The Marcellus Shale Energy and Environmental Laboratory (MSEEL) consists of two project areas within the dry gas producing region of the Marcellus shale play in Monongalia County, West Virginia. MSEEL is a collaborative field project led by West Virginia University, with Northeast Natural Energy LLC, several industrial partners, and sponsored by the US Department of Energy National Energy Technology Laboratory. The study areas are drilled approximately 8.5 miles apart to better understand the vertical and lateral changes in stratigraphy over a short distance. Two vertical pilot wells, MIP-3H and Boggess 17H were drilled in the fall of 2015 and spring of 2019, respectively. Core was recovered from the MIP-3H (API: 47-061-01707-00-00) 112 feet (34m) between depths of 7445 to 7557 feet, and from the Boggess 17H (API: 47-061-01812-00-00) 139 feet (42m) between depths of 7908 and 8012 ft. A full suite of triple combo (gamma ray, neutron, density logs), image logs, and advanced logging tools were run in both wells and calibrated to core analysis. Core analysis includes medical computed tomography (CT) scans, mineralogy and chemostratigraphy determined from handheld X-Ray fluorescence (hhXRF) and X-Ray powder diffraction (XRD) measurements, and determination of total organic content (TOC).

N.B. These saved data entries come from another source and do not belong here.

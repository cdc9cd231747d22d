use std::collections::{BTreeMap, BTreeSet};

use polars::prelude::*;
use serde::{Deserialize, Serialize};

use crate::domain::Selection;
use crate::error::PainelError;
use crate::schema::{self, unit};
use crate::table::Dataset;

#[derive(Debug, Clone, Copy, PartialEq, Eq, Hash, PartialOrd, Ord, Serialize, Deserialize)]
#[serde(rename_all = "snake_case")]
pub enum FilterStage {
    Basin,
    Spring,
    SpringNumber,
    SpringName,
}

impl FilterStage {
    pub const ALL: [FilterStage; 4] = [
        FilterStage::Basin,
        FilterStage::Spring,
        FilterStage::SpringNumber,
        FilterStage::SpringName,
    ];

    pub fn column(self) -> &'static str {
        match self {
            FilterStage::Basin => unit::BASIN,
            FilterStage::Spring => unit::SPRING,
            FilterStage::SpringNumber => unit::SPRING_NUMBER,
            FilterStage::SpringName => unit::SPRING_NAME,
        }
    }

    pub fn label(self) -> &'static str {
        match self {
            FilterStage::Basin => "Bacia",
            FilterStage::Spring => "Manancial",
            FilterStage::SpringNumber => "Nº do Manancial",
            FilterStage::SpringName => "Nome do Manancial",
        }
    }
}

/// Values picked by the user per stage. A stage without a pick, or with an
/// empty pick, keeps every upstream value.
#[derive(Debug, Clone, Default, PartialEq, Eq)]
pub struct FilterSelection {
    picks: BTreeMap<FilterStage, BTreeSet<String>>,
}

impl FilterSelection {
    pub fn new() -> Self {
        Self::default()
    }

    pub fn with<I, S>(mut self, stage: FilterStage, values: I) -> Self
    where
        I: IntoIterator<Item = S>,
        S: Into<String>,
    {
        self.set(stage, values);
        self
    }

    pub fn set<I, S>(&mut self, stage: FilterStage, values: I)
    where
        I: IntoIterator<Item = S>,
        S: Into<String>,
    {
        let values: BTreeSet<String> = values.into_iter().map(Into::into).collect();
        if values.is_empty() {
            self.picks.remove(&stage);
        } else {
            self.picks.insert(stage, values);
        }
    }

    pub fn toggle(&mut self, stage: FilterStage, value: &str) {
        let picks = self.picks.entry(stage).or_default();
        if !picks.remove(value) {
            picks.insert(value.to_string());
        }
        if picks.is_empty() {
            self.picks.remove(&stage);
        }
    }

    pub fn clear(&mut self, stage: FilterStage) {
        self.picks.remove(&stage);
    }

    pub fn picks(&self, stage: FilterStage) -> Option<&BTreeSet<String>> {
        self.picks.get(&stage)
    }

    pub fn is_picked(&self, stage: FilterStage, value: &str) -> bool {
        self.picks
            .get(&stage)
            .map(|picks| picks.contains(value))
            .unwrap_or(false)
    }
}

#[derive(Debug, Clone, Serialize)]
pub struct StageView {
    pub stage: FilterStage,
    pub label: &'static str,
    pub options: Vec<String>,
    pub selected: Vec<String>,
    pub explicit: bool,
    pub remaining: usize,
    pub available: bool,
}

#[derive(Debug, Clone)]
pub struct FilterOutcome {
    pub stages: Vec<StageView>,
    pub units: DataFrame,
    pub selection: Selection,
    pub fallback: bool,
}

pub fn apply_filters(
    units: &Dataset,
    selection: &FilterSelection,
) -> Result<FilterOutcome, PainelError> {
    let mut working = units.frame().clone();
    let mut last_non_empty = working.clone();
    let mut stages = Vec::with_capacity(FilterStage::ALL.len());

    for stage in FilterStage::ALL {
        let column = stage.column();
        if working.get_column_index(column).is_none() {
            stages.push(StageView {
                stage,
                label: stage.label(),
                options: Vec::new(),
                selected: Vec::new(),
                explicit: false,
                remaining: working.height(),
                available: false,
            });
            continue;
        }

        let options = distinct_values(&working, column)?;
        let (selected, explicit) = match selection.picks(stage) {
            Some(picks) => {
                working = keep_values(working, column, picks)?;
                (picks.iter().cloned().collect(), true)
            }
            None => (options.clone(), false),
        };
        if working.height() > 0 {
            last_non_empty = working.clone();
        }
        stages.push(StageView {
            stage,
            label: stage.label(),
            options,
            selected,
            explicit,
            remaining: working.height(),
            available: true,
        });
    }

    let fallback = working.height() == 0 && last_non_empty.height() > 0;
    if fallback {
        tracing::warn!(
            units = last_non_empty.height(),
            "filter combination selects nothing; using last non-empty stage"
        );
        working = last_non_empty;
    }

    let selection = identifiers(&working)?;
    tracing::debug!(units = selection.len(), fallback, "filters applied");
    Ok(FilterOutcome {
        stages,
        units: working,
        selection,
        fallback,
    })
}

pub fn distinct_values(frame: &DataFrame, column: &str) -> Result<Vec<String>, PainelError> {
    let text = schema::to_text(frame.column(column)?.as_materialized_series())?;
    let values: BTreeSet<String> = text
        .str()?
        .into_iter()
        .flatten()
        .map(str::to_string)
        .collect();
    Ok(values.into_iter().collect())
}

fn keep_values(
    frame: DataFrame,
    column: &str,
    picks: &BTreeSet<String>,
) -> Result<DataFrame, PainelError> {
    let values: Vec<String> = picks.iter().cloned().collect();
    let values = Series::new(column.into(), values);
    Ok(frame
        .lazy()
        .filter(col(column).is_in(lit(values), false))
        .collect()?)
}

fn identifiers(frame: &DataFrame) -> Result<Selection, PainelError> {
    if frame.get_column_index(schema::ID).is_none() {
        return Ok(Selection::default());
    }
    let ids = schema::to_text(frame.column(schema::ID)?.as_materialized_series())?;
    Ok(ids.str()?.into_iter().flatten().collect())
}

Lithofacies were determined at core-scale using traditional core description techniques and medical CT-scan images. Log-scale facies are based on mineralogy and TOC data and developed using petrophysical logging data calibrated to core data (XRD and pyrolysis data). Chemostratigraphic analysis utilized hhXRF data to determine the major and trace element trends in the cores.

In the two wells six shale lithofacies were recognized at the core and log scale. Both wells show organic-rich facies (TOC > 6.5%) primarily in the middle and lower Marcellus, with a slight decrease in thickness of this interval in the Boggess 17H. This interval is interpreted as an increase in paleo-productivity (increased Ni, Zn, and V), decreased sedimentation (decreased detrital proxies), and anoxic to euxinic conditions (increased Mo and chalcophile elements). Paleo-redox conditions in both wells are dynamic throughout deposition transitioning between euxinic/anoxic to dysoxic/oxic. This trend is seen through elemental proxies and calcite/pyrite concretion distributions.